It is our duty to fight for our freedom.
It is our duty to win.
We must love each other and support each other.
We have nothing to lose but our chains
-Assata Shakur
In order to understand the dreams of prison abolitionists, we must first understand the reach of the Prison Industrial Complex. Prison abolitionists look beyond prison walls to see social manifestations of “carcerality,” the cultures that uphold prisons. International prison abolitionist movements, embedded in diverse struggles, demand reforms that would immediately reduce the harm caused to people by incarceration, but ultimately wants revolutionary change to destroy the state that polices and imprisons us, and to transform the ways individuals and communities interact and react.
Defining the Prison Industrial Complex
Prison abolition involves strategies and solutions to address the harms of policing, prisons, immigration detention and punishment and confronting the broader systems of oppression that makes all of society operate within the logic of prisons. Prison abolitionists refer to this problem as the Prison Industrial Complex (PIC). The longstanding US prison abolitionist group Critical Resistance describes the Prison Industrial Complex as “the overlapping interests of government and industry that use surveillance, policing, and imprisonment as solutions to economic, social and political problems.” The reach of the Prison Industrial Complex goes beyond cells and influences our daily lives and our personal negotiations with power.

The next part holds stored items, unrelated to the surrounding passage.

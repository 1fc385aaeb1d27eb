/// Sink for the album client's diagnostics.
pub trait ClientLogger: Send + Sync {
    fn error(&self, message: &str);
}

/// Forwards diagnostics to `tracing` at error level.
#[derive(Debug, Clone, Copy, Default)]
pub struct TracingLogger;

impl ClientLogger for TracingLogger {
    fn error(&self, message: &str) {
        tracing::error!(target: "flickr_connect::client", "{message}");
    }
}

#[cfg(test)]
mod tests {
    use tracing_test::traced_test;

    use super::*;

    #[test]
    #[traced_test]
    fn tracing_logger_emits_error_events() {
        TracingLogger.error("Bad response from Flickr:\nStatus: 404, Content: \"not found\"");
        assert!(logs_contain("ERROR"));
        assert!(logs_contain("Bad response from Flickr"));
    }
}
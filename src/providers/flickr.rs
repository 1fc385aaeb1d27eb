use crate::OAuthProvider;

const OAUTH_BASE_URL: &str = "https://www.flickr.com/services/oauth";
const REST_URL: &str = "https://api.flickr.com/services/rest/";

#[derive(Debug, Clone)]
pub struct FlickrProvider {
    request_token_url: String,
    authorize_url: String,
    access_token_url: String,
    rest_url: String,
}

impl Default for FlickrProvider {
    fn default() -> Self {
        Self::with_base_urls(OAUTH_BASE_URL, REST_URL)
    }
}

impl OAuthProvider for FlickrProvider {
    fn id(&self) -> &str {
        "flickr"
    }

    fn request_token_url(&self) -> &str {
        &self.request_token_url
    }

    fn authorize_url(&self) -> &str {
        &self.authorize_url
    }

    fn access_token_url(&self) -> &str {
        &self.access_token_url
    }

    fn rest_url(&self) -> &str {
        &self.rest_url
    }
}

impl FlickrProvider {
    pub fn new() -> Self {
        Self::default()
    }

    /// Points the provider at another host, e.g. a local mock of Flickr.
    pub fn with_base_urls(oauth_base_url: &str, rest_url: impl Into<String>) -> Self {
        let oauth_base_url = oauth_base_url.trim_end_matches('/');
        Self {
            request_token_url: format!("{oauth_base_url}/request_token"),
            authorize_url: format!("{oauth_base_url}/authorize"),
            access_token_url: format!("{oauth_base_url}/access_token"),
            rest_url: rest_url.into(),
        }
    }

    pub fn default_rest_url() -> &'static str {
        REST_URL
    }
}
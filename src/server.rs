mod config;
mod http;
mod session;

use std::future::Future;
use std::sync::Arc;

use axum::{Router, routing::get};
use tokio::net::TcpListener;

use crate::flow::{ALBUMS_PATH, CALLBACK_PATH, LOGIN_PATH, LOGOUT_PATH};
use crate::{
    FlickrError, FlickrProvider, OAuthClient, OAuthClientConfig, OAuthProvider, ReqwestTransport,
};

pub use config::ServerConfig;
pub use http::AppState;
pub use session::{SESSION_COOKIE, SessionStore};

pub fn router(state: AppState) -> Router {
    Router::new()
        .route(LOGIN_PATH, get(http::login))
        .route(LOGOUT_PATH, get(http::logout))
        .route(CALLBACK_PATH, get(http::oauth_authorized))
        .route(ALBUMS_PATH, get(http::albums))
        .with_state(state)
}

/// The Flickr routes bound to a TCP listener.
#[derive(Clone)]
pub struct FlickrServer {
    config: ServerConfig,
    state: AppState,
}

impl FlickrServer {
    /// Wires the production OAuth client and REST transport.
    pub fn new(config: ServerConfig, oauth: OAuthClientConfig) -> Result<Self, FlickrError> {
        Self::with_provider(config, oauth, FlickrProvider::new())
    }

    /// Like [`FlickrServer::new`], but both the OAuth handshake and album
    /// calls go to `provider`'s endpoints.
    pub fn with_provider(
        config: ServerConfig,
        oauth: OAuthClientConfig,
        provider: FlickrProvider,
    ) -> Result<Self, FlickrError> {
        let mut oauth = oauth.with_callback_base_url(config.public_url.clone());
        if let Some(timeout) = config.timeout {
            oauth = oauth.with_timeout(timeout);
        }
        let rest_url = provider.rest_url().to_string();
        let authorizer = OAuthClient::new(provider, oauth)?;
        let transport = ReqwestTransport::new(config.timeout)?;

        let state = AppState::new(
            config.api_key.clone(),
            Arc::new(authorizer),
            Arc::new(transport),
        )
        .with_rest_url(rest_url)
        .with_secure_cookies(config.secure_cookies);

        Ok(Self { config, state })
    }

    pub fn from_state(config: ServerConfig, state: AppState) -> Self {
        Self { config, state }
    }

    pub fn config(&self) -> &ServerConfig {
        &self.config
    }

    pub fn state(&self) -> &AppState {
        &self.state
    }

    pub fn router(&self) -> Router {
        router(self.state.clone())
    }

    pub async fn bind(&self) -> Result<TcpListener, FlickrError> {
        TcpListener::bind(self.config.bind_addr())
            .await
            .map_err(FlickrError::from)
    }

    pub async fn serve<F>(&self, listener: TcpListener, shutdown: F) -> Result<(), FlickrError>
    where
        F: Future<Output = ()> + Send + 'static,
    {
        let addr = listener.local_addr()?;
        tracing::info!(%addr, public_url = %self.config.public_url, "serving flickr routes");

        axum::serve(listener, self.router())
            .with_graceful_shutdown(shutdown)
            .await?;
        Ok(())
    }
}
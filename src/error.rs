use thiserror::Error;

#[derive(Debug, Error)]
pub enum FlickrError {
    #[error("io error: {0}")]
    Io(#[from] std::io::Error),

    #[error("os rng error: {message}")]
    OsRng { message: String },

    #[error("url parse error: {0}")]
    Url(#[from] url::ParseError),

    #[error("http error: {0}")]
    Http(#[from] reqwest::Error),

    #[error("invalid config: {0}")]
    InvalidConfig(String),

    #[error("invalid signing key")]
    InvalidSigningKey,

    #[error("http status {status}: {body}")]
    HttpStatus { status: u16, body: String },

    #[error("invalid response: {message}")]
    InvalidResponse { message: String, body: String },

    #[error("session has no flickr user")]
    MissingUser,
}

The Colonial Role of Prisons
In the book An Ideal Prison?, Patricia Monture-Angus observes that the dislocation and disconnection experienced from within correctional institutions emerges from colonial practices such as the Indian Residential School System, child apprehension, and the Indian Status registration system. Abolitionists must go beyond the razor wire to recognize the interdependent tools of settler-colonial occupation, and see the prison as one tool of colonial occupation in Canada.
Katie Thibault describes the prison as “a tool of geographic dispossession that facilitates the continual disappearance of Indigenous communities, upholds white settler colonialism, and facilitates practices of racial violence”. The prison is the ultimate site of carceral, colonial violence, but it is not the only site. Every state-sanctioned institution that Indigenous people must navigate embodies a carceral culture. Here, I pause and reflect on words from Dian Million’s keynote, Our Blood Is Currency, at the 2018 “Carceral Cultures” conference in Vancouver, where she observed that we are at a time in history when every Indigenous person has been touched by an institution – the child welfare system, prison system, educational system or Indigenous and Northern Affairs. The carceral culture of Canada is inescapable.
Carceral culture and the social life of prisons
Some prison abolitionists use the term “carceral culture” to describe the cultural impact of the Prison Industrial Complex. Within carceral cultures exist realms of “organized abandonment,” which Che Gossett describes as the state-sanctioned harms, regulations and institutionalized deaths carried out by the Prison Industrial Complex. In a settler-colonial state such as Canada, the first people subjected to so-called organized abandonment are Indigenous peoples, and this abandonment is evident in the disproportionate incarceration rates of Indigenous people. Twenty-three percent of the federal prison population, 29.7% of the provincial prison population in BC and approximately half the youth in custody in BC (44% of the designated male population and 60% of the designated female population) are Indigenous.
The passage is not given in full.